Before I could knock, a shadowy figure waved at a side window and motioned me to enter. The door opened to an entryway/mudroom cluttered with the accumulated debris of early winter rural life—warm boots with liners pulled out and drying, several well-used shotguns and deer rifles half exposed in unzipped cases, worn work coats, overalls, gloves, hats, and drying socks were hung from hooks and draped across old chairs.
The mystery man was in the kitchen, in the midst of cooking breakfast with one hand while doing business on a cordless phone with the other. This was no high-class joint. The cook’s uniform was an old hooded sweatshirt of blue-plaid flannel, farm store jeans, and a dark baseball cap. It didn’t matter. Breakfast smelled just fine. A flannel-clad arm motioned me to the kitchen table and poured me a cup of coffee as the phone call ended.
“Hey,” he said, sticking out the non-spatula hand. “I’m Kenny. How’d you like your eggs?”
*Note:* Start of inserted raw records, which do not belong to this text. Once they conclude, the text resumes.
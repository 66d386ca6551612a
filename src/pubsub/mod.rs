//! Pub/sub module - event decoding and channel routing.
//!
//! Provides:
//! - [`PubSubEvent`] - a push frame interpreted as subscribe/unsubscribe/message
//! - [`SubscriptionTable`] - maps channel names to handlers
//! - [`JsonHandler`] - handler that decodes JSON message payloads
//!
//! # Example
//!
//! ```
//! use std::sync::Arc;
//! use respwire_client::pubsub::{json_handler, Flow, SubscriptionTable};
//!
//! let mut table = SubscriptionTable::new();
//! table.insert(
//!     "chat",
//!     Arc::new(json_handler(|_channel: &str, text: String| {
//!         if text == "bye" { Flow::Stop } else { Flow::Continue }
//!     })),
//! );
//! assert_eq!(table.len(), 1);
//! ```

mod event;
mod handler;
mod table;

pub use event::{EventKind, EventPayload, Flow, PubSubEvent};
pub use handler::{json_handler, JsonHandler};
pub use table::{ChannelHandler, SharedHandler, SubscriptionTable};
As it turns out, Kenny and I had a lot in common. It took most of two hours to close the deal on a couple of bundles of birch slabs. Most of the time was spent swapping stories of growing up on rural Minnesota farms with large flocks of siblings, lots of work, plenty of food, and little else. Thrown in for good measure were a few deer hunting tales and a couple of new, very creative, very earthy sayings that can’t be repeated in a family setting.
I left the farm smiling, slightly poorer in money, much richer in firewood, and certainly not hungry. Firewood happens—this time it came with bacon and eggs.